What you have to do | In the listing below, find each line with the string "ShardGroupConfig" and report it.

Data for this exercise |
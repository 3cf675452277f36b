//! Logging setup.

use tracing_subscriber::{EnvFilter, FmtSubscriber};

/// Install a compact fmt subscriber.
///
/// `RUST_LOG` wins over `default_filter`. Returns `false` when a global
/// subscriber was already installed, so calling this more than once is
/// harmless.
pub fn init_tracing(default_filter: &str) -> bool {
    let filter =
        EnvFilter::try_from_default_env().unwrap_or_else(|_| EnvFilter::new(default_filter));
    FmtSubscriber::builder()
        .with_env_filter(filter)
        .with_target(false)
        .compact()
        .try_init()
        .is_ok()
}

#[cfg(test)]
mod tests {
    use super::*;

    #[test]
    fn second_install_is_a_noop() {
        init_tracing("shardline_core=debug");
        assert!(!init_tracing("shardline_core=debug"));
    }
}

--

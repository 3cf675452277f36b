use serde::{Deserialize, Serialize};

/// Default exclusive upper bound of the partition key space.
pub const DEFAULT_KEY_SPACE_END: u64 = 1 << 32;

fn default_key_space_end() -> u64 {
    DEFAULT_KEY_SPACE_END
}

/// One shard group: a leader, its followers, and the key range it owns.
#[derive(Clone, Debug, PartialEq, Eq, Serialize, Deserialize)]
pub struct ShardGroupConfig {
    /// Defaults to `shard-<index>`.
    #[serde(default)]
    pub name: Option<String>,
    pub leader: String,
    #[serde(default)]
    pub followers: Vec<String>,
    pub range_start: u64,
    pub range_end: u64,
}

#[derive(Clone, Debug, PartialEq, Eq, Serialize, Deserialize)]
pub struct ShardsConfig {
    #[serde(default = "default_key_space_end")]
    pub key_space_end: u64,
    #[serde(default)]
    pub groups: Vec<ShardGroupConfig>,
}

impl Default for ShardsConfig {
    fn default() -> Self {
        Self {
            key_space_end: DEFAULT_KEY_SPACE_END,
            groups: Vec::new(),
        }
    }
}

Your response |
pub struct ShardGroupConfig {
    pub groups: Vec<ShardGroupConfig>,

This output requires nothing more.